Jon, do please share your recipe !
** Phil.

Hi Phil - sorry for being a year late to reply to you !

For the base gravy its pretty much the same as the recipe at the start of this thread ie JB's.

Small differences but I do not think they are that important.

I use more peppers (twice qty) red and green and I fry them in ghee rather than adding to the boil - I noticed once that peppers develop quite a strong favour when fried.

I am very generous with the fresh corriander stalks ( well leaves + stalk to be clear which is what I understand people mean by stalks ) - the batch I just set off I doubled up on the corriander - I waited until the first bunch was well cooked and first tasted the liquid and then chewed some of the cooked corriander and reckoned I could go with more - not eaten this last batch at the time of eating. If you are like me and lacking natural talent then sometimes I think the key is to cook the basic recipe through quite well and then test things out and perhaps add more of the flavours you like if you are able to pick them out in the mix - thats why I picked out the corriander on its own and tasted against the liquid.
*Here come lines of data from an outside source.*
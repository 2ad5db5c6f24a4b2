#![allow(dead_code)]

use std::future::Future;
use std::net::SocketAddr;
use std::sync::Arc;

use pigeonhole::core::client::RelayClient;
use pigeonhole::core::server::Server;
use pigeonhole::database::registry::UserRegistry;
use pigeonhole::utils::config::Config;
use pigeonhole::utils::enums::LoginReply;
use pigeonhole::utils::logger;
use tokio::net::TcpStream;
use tokio::task::JoinHandle;
use tokio::time::{sleep, timeout, Duration};

pub struct TestServer {
    pub addr: SocketAddr,
    pub registry: Arc<UserRegistry>,
    handle: JoinHandle<()>,
}

//Stops accepting when the test ends, same idea as the Cleanup guard
impl Drop for TestServer {
    fn drop(&mut self) {
        self.handle.abort();
    }
}

pub fn test_config() -> Config {
    Config {
        bind: "127.0.0.1".to_string(),
        port: 0,
        idle_timeout_secs: 10,
        ..Config::default()
    }
}

pub async fn spawn_server(config: Config) -> TestServer {
    logger::init_tracing();
    let server = Server::bind(&config).await.expect("Error binding test server");
    let addr = server.local_addr().expect("Error reading local addr");
    let registry = server.registry();
    let handle = tokio::spawn(async move {
        server.run().await.expect("Server loop failed");
    });
    TestServer {
        addr,
        registry,
        handle,
    }
}

pub async fn connect(addr: SocketAddr) -> RelayClient<TcpStream> {
    RelayClient::connect(addr)
        .await
        .expect("Error connecting to test server")
}

pub async fn login(addr: SocketAddr, name: &str) -> RelayClient<TcpStream> {
    let mut client = connect(addr).await;
    let reply = client.login(name).await.expect("Error logging in");
    assert_eq!(reply, LoginReply::Accepted, "{} was not accepted", name);
    client
}

pub async fn is_active(registry: &UserRegistry, name: &str) -> bool {
    let index = match registry.find_by_name(name).await {
        Some(index) => index,
        None => return false,
    };
    let record = registry.get(index).await.expect("index from find_by_name");
    let active = record.lock().await.active.is_some();
    active
}

//Server side effects land after the client call returns, poll for them
pub async fn eventually<F, Fut>(mut check: F)
where
    F: FnMut() -> Fut,
    Fut: Future<Output = bool>,
{
    let result = timeout(Duration::from_secs(5), async {
        while !check().await {
            sleep(Duration::from_millis(10)).await;
        }
    })
    .await;
    assert!(result.is_ok(), "condition not reached within 5s");
}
The one thing I think we have to remember about recipes from restaurants is that those guys have cost constraints that people cooking for themselves may not have - there may be some ingredients the pro's would double up on but the price they sell the finished dish at they perhaps cannot always add as much as they would if it were cheaper. 

I dry roast and grind corriander seeds and cummin seeds in place of the powder - I tend to be a bit generous on that.

I use fresh garlic and ginger rather than the pre-prepared pastes.

I cut the onions only into 1/8ths no dicing - the larger chunks seem to be better placed to stand a good long cook without any sticking.

But the most important thing is that I took JB at his word - I cook it for ages with enough water to make sure there is no sticking and I do check with the spoon once in a while.

My wife makes something with beef now and then - she cooks it in the slow cooker - the taste is very strong, much stronger than you would ordinarily be able to get from beef - I think some foods just develop more taste the longer you cook them.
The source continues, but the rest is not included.